Friday, May 10, 2024

'Nye' by Tim Price

10 May 2024

On Thursday we were at the Library Theatre in Leighton Buzzard to see the NTLive broadcast of ‘Nye’ by Tim Price, directed by Rufus Norris, live from the National Theatre in London. This was the 100th NTLive performance since this innovative model of broadcasting live theatre to cinemas around the world started in 2009. I think I’ve seen 34 of the 100 broadcasts which have become an artform in their own right. It’s not better or worse than being in the theatre - it’s just different. You don’t quite get the same atmosphere as being in the auditorium with the live actors, but you do get close-ups and viewing angles that you wouldn’t have in the theatre, and you can hear every word much more clearly. ‘Nye’ dramatises the life of the Labour politician Aneurin Bevan and the founding of the National Health Service. Tim Price’s play starts with Bevan (played with wide-eyed wonder by Michael Sheen) in hospital himself, being treated for the stomach cancer that will kill him, and then tells his story through flashbacks and delirious dream sequences (as the morphine kicks in) with the doctors, nurses and other patients in the hospital taking the parts of Nye’s family, friends, colleagues and political opponents.
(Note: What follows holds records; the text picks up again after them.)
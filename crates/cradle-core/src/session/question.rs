//! Questions, options, and the player's choice input.

use serde::{Deserialize, Serialize};

/// Pseudo-option id accepted after a failed outcome call: re-issue the fetch.
pub const RETRY_OPTION_ID: &str = "retry";
/// Pseudo-option id accepted after a failed outcome call: hard reset of the
/// in-flight turn via saved-game recovery.
pub const RELOAD_OPTION_ID: &str = "reload";

/// One selectable answer to a question.
///
/// This is the single normalized option schema: wire documents may carry
/// deltas under legacy keys (`cost`, `financeDelta`, ad hoc `isRecovery`),
/// but by the time an option reaches the engine it looks like this.
#[derive(Debug, Clone, PartialEq, Serialize, Deserialize)]
pub struct QuestionOption {
    pub id: String,
    pub text: String,
    #[serde(default)]
    pub finance_delta: i32,
    #[serde(default)]
    pub relationship_delta: i32,
    /// Tagged as a way out of bankruptcy; gets the generous reset rule.
    #[serde(default)]
    pub is_recovery: bool,
    /// Choosing this option ends the story at the next continue.
    #[serde(default)]
    pub triggers_ending: bool,
}

impl QuestionOption {
    /// A plain option with no counter effect, used by fallback and recovery
    /// questions.
    pub fn neutral(id: impl Into<String>, text: impl Into<String>) -> Self {
        Self {
            id: id.into(),
            text: text.into(),
            finance_delta: 0,
            relationship_delta: 0,
            is_recovery: false,
            triggers_ending: false,
        }
    }

    /// True for the `retry`/`reload` pseudo-options, which bypass the
    /// simulator entirely.
    pub fn is_pseudo(&self) -> bool {
        self.id == RETRY_OPTION_ID || self.id == RELOAD_OPTION_ID
    }
}

/// A question presented for one turn.
#[derive(Debug, Clone, PartialEq, Serialize, Deserialize)]
pub struct Question {
    pub id: String,
    pub text: String,
    pub options: Vec<QuestionOption>,
    /// Marks a milestone the narrative treats as important.
    #[serde(default)]
    pub important_event: bool,
}

impl Question {
    /// Looks up an option by id.
    pub fn option(&self, id: &str) -> Option<&QuestionOption> {
        self.options.iter().find(|o| o.id == id)
    }
}

/// What `select_option` accepts from the player.
#[derive(Debug, Clone, PartialEq)]
pub enum ChoiceInput {
    /// A regular option id from the active question (or a recovery
    /// pseudo-id).
    Option(String),
    /// A free-text custom answer, the premium action gated by the credit
    /// ledger. Custom answers carry no counter deltas of their own.
    Custom(String),
}

impl ChoiceInput {
    pub fn option(id: impl Into<String>) -> Self {
        Self::Option(id.into())
    }

    pub fn custom(text: impl Into<String>) -> Self {
        Self::Custom(text.into())
    }
}
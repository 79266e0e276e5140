//! Engine configuration loading.
//!
//! Reads `~/.config/cradle/config.toml` when present; environment
//! variables override individual entries so a config file is never
//! required to get a session running.

use std::fs;

use serde::{Deserialize, Serialize};

use cradle_core::error::{CradleError, Result};
use cradle_core::session::model::DEFAULT_ENDING_AGE;

use crate::paths::CradlePaths;

/// Engine configuration file schema.
#[derive(Debug, Clone, Serialize, Deserialize, Default)]
pub struct EngineConfig {
    /// Base URL of the content-generation service.
    pub content_url: Option<String>,
    /// Bearer token for the content-generation service.
    pub api_token: Option<String>,
    /// Base URL of the credit ledger service.
    pub ledger_url: Option<String>,
    /// Child age at which the game ends.
    pub ending_age: Option<u8>,
    /// Reveal cadence overrides, all in milliseconds.
    pub reveal: Option<RevealConfig>,
}

/// Reveal timing overrides.
#[derive(Debug, Clone, Serialize, Deserialize, Default)]
pub struct RevealConfig {
    pub base_delay_ms: Option<u64>,
    pub sentence_delay_ms: Option<u64>,
    pub newline_delay_ms: Option<u64>,
}

impl EngineConfig {
    /// Loads the configuration file, then applies environment overrides.
    ///
    /// A missing or empty file yields defaults; a file that exists but
    /// cannot be parsed is an error, since silently ignoring a typo in a
    /// config the user wrote is worse than failing loudly at startup.
    pub fn load() -> Result<Self> {
        let mut config = match CradlePaths::config_file() {
            Ok(path) if path.exists() => {
                let content = fs::read_to_string(&path).map_err(|e| {
                    CradleError::config(format!("failed to read {}: {e}", path.display()))
                })?;
                if content.trim().is_empty() {
                    Self::default()
                } else {
                    toml::from_str(&content).map_err(|e| {
                        CradleError::config(format!("failed to parse {}: {e}", path.display()))
                    })?
                }
            }
            _ => Self::default(),
        };

        if let Ok(url) = std::env::var("CRADLE_CONTENT_URL") {
            config.content_url = Some(url);
        }
        if let Ok(token) = std::env::var("CRADLE_API_TOKEN") {
            config.api_token = Some(token);
        }
        if let Ok(url) = std::env::var("CRADLE_LEDGER_URL") {
            config.ledger_url = Some(url);
        }

        Ok(config)
    }

    /// Effective ending age.
    pub fn ending_age(&self) -> u8 {
        self.ending_age.unwrap_or(DEFAULT_ENDING_AGE)
    }
}
//! Artist genre tagging endpoints

use std::sync::Arc;

use axum::{extract::State, routing::post, Json, Router};
use serde::{Deserialize, Serialize};

use super::common::{ArtistSearchRequest, StatusResponse};
use crate::db::repos::{ArtistGenreRepo, ArtistGenres};
use crate::http::error::ApiError;
use crate::http::extractors::JsonBody;
use crate::http::server::AppState;
use crate::models::{ArtistId, GenreName};

/// Artist with genres
#[derive(Debug, Serialize)]
pub struct ArtistGenresResponse {
    pub id: i32,
    pub name: String,
    pub genres: Vec<String>,
}

impl From<ArtistGenres> for ArtistGenresResponse {
    fn from(a: ArtistGenres) -> Self {
        Self {
            id: a.id,
            name: a.name,
            genres: a.genres,
        }
    }
}

/// Tag add/remove request
#[derive(Debug, Deserialize)]
pub struct GenreTagRequest {
    pub artist_id: ArtistId,
    pub genre: String,
}

fn respond(rows: Vec<ArtistGenres>) -> Json<Vec<ArtistGenresResponse>> {
    Json(rows.into_iter().map(ArtistGenresResponse::from).collect())
}

/// POST /artistgenres - artists matching a name substring
async fn search(
    State(state): State<Arc<AppState>>,
    JsonBody(req): JsonBody<ArtistSearchRequest>,
) -> Result<Json<Vec<ArtistGenresResponse>>, ApiError> {
    let rows = ArtistGenreRepo::new(&state.pool).search(&req.artist).await?;
    Ok(respond(rows))
}

/// POST /artistgenres/all
async fn list_all(
    State(state): State<Arc<AppState>>,
) -> Result<Json<Vec<ArtistGenresResponse>>, ApiError> {
    let rows = ArtistGenreRepo::new(&state.pool).list_all().await?;
    Ok(respond(rows))
}

/// POST /artistgenres/all/nogenre - artists with no genre tags
async fn list_untagged(
    State(state): State<Arc<AppState>>,
) -> Result<Json<Vec<ArtistGenresResponse>>, ApiError> {
    let rows = ArtistGenreRepo::new(&state.pool).list_untagged().await?;
    Ok(respond(rows))
}

/// POST /artistgenres/deletebyname
///
/// The name is matched verbatim against stored genres, which may carry
/// whitespace from ingestion. Unknown or empty names remove nothing.
async fn delete_by_name(
    State(state): State<Arc<AppState>>,
    JsonBody(req): JsonBody<GenreTagRequest>,
) -> Result<Json<StatusResponse>, ApiError> {
    ArtistGenreRepo::new(&state.pool)
        .remove_by_name(req.artist_id, &req.genre)
        .await?;

    Ok(Json(StatusResponse::updated()))
}

/// POST /artistgenres/addbyname
async fn add_by_name(
    State(state): State<Arc<AppState>>,
    JsonBody(req): JsonBody<GenreTagRequest>,
) -> Result<Json<StatusResponse>, ApiError> {
    let genre = GenreName::new(&req.genre)?;
    ArtistGenreRepo::new(&state.pool)
        .add_by_name(req.artist_id, &genre)
        .await?;

    Ok(Json(StatusResponse::updated()))
}

/// Artist genre routes
pub fn router() -> Router<Arc<AppState>> {
    Router::new()
        .route("/artistgenres", post(search))
        .route("/artistgenres/all", post(list_all))
        .route("/artistgenres/all/nogenre", post(list_untagged))
        .route("/artistgenres/deletebyname", post(delete_by_name))
        .route("/artistgenres/addbyname", post(add_by_name))
}

#[cfg(test)]
mod tests {
    use super::*;

    #[test]
    fn untagged_artist_serializes_empty_list() {
        let response = ArtistGenresResponse::from(ArtistGenres {
            id: 4,
            name: "Nobody".into(),
            genres: vec![],
        });
        let json = serde_json::to_value(&response).unwrap();
        assert_eq!(json, serde_json::json!({"id": 4, "name": "Nobody", "genres": []}));
    }

    #[test]
    fn tag_request_accepts_string_id() {
        let req: GenreTagRequest =
            serde_json::from_str(r#"{"artist_id": "12", "genre": "Jazz"}"#).unwrap();
        assert_eq!(req.artist_id, ArtistId::new(12));
        assert_eq!(req.genre, "Jazz");
    }
}
//! Validation error types

use std::fmt;

/// Validation error for domain models
#[derive(Debug, Clone, PartialEq, Eq)]
pub enum ValidationError {
    /// Field is empty when it shouldn't be
    Empty { field: &'static str },

    /// Field exceeds maximum length
    TooLong { field: &'static str, max: usize },

    /// Value doesn't match the required format
    InvalidFormat { field: &'static str, value: String },
}

impl fmt::Display for ValidationError {
    fn fmt(&self, f: &mut fmt::Formatter<'_>) -> fmt::Result {
        match self {
            Self::Empty { field } => write!(f, "{} cannot be empty", field),
            Self::TooLong { field, max } => {
                write!(f, "{} exceeds maximum length of {} characters", field, max)
            }
            Self::InvalidFormat { field, value } => {
                write!(f, "invalid {} value: '{}'", field, value)
            }
        }
    }
}

impl std::error::Error for ValidationError {}
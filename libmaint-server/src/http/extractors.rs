//! Custom Axum extractors

use axum::body::Bytes;
use axum::extract::{FromRequest, Request};
use serde::de::DeserializeOwned;

use super::error::ApiError;

/// JSON request body that rejects with a 400 carrying the parser message.
///
/// Unlike `axum::Json` it does not insist on a `Content-Type` header and
/// never answers 415/422: any body that fails to deserialize is a 400.
pub struct JsonBody<T>(pub T);

impl<T, S> FromRequest<S> for JsonBody<T>
where
    T: DeserializeOwned,
    S: Send + Sync,
{
    type Rejection = ApiError;

    async fn from_request(req: Request, state: &S) -> Result<Self, Self::Rejection> {
        let bytes = Bytes::from_request(req, state)
            .await
            .map_err(|rejection| ApiError::BadRequest(rejection.body_text()))?;

        serde_json::from_slice(&bytes)
            .map(Self)
            .map_err(|e| ApiError::BadRequest(e.to_string()))
    }
}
The patient dropping in and out of consciousness, reliving incidents from his life, reminded me a lot of Denis Potter’s TV masterpiece ‘The Singing Detective’: there is even a fully staged song and dance number led by Michael Sheen. Vicki Mortimer’s set constantly reminds you we are in a hospital, with beds tipped on their sides to form the desks of the Tredegar Council chamber and the green benches of the House of Commons conjured up by surgical curtains. Michael Sheen brings a fascinating mixture of naivety, passion and mischief to his Nye Bevan. He is on stage throughout, playing out scenes from various chapters of Nye’s life but always dressed in his hospital pyjamas - reminding me of Arthur Dent in ‘The Hitch Hiker’s Guide to the Galaxy’. Sharon Small is great as Jennie Lee, Nye’s colleague and wife. Also impressive are Kezrena James, as the nurse who morphs into Nye’s sister Arianwen, and Tony Jayawardena, as the doctor who becomes Winston Churchill. But the lasting impression of ‘Nye’ is its moving tribute to the NHS and the amazing statistics projected across the stage at the end of the play which show how many lives were saved in the first few years of the new National Health Service.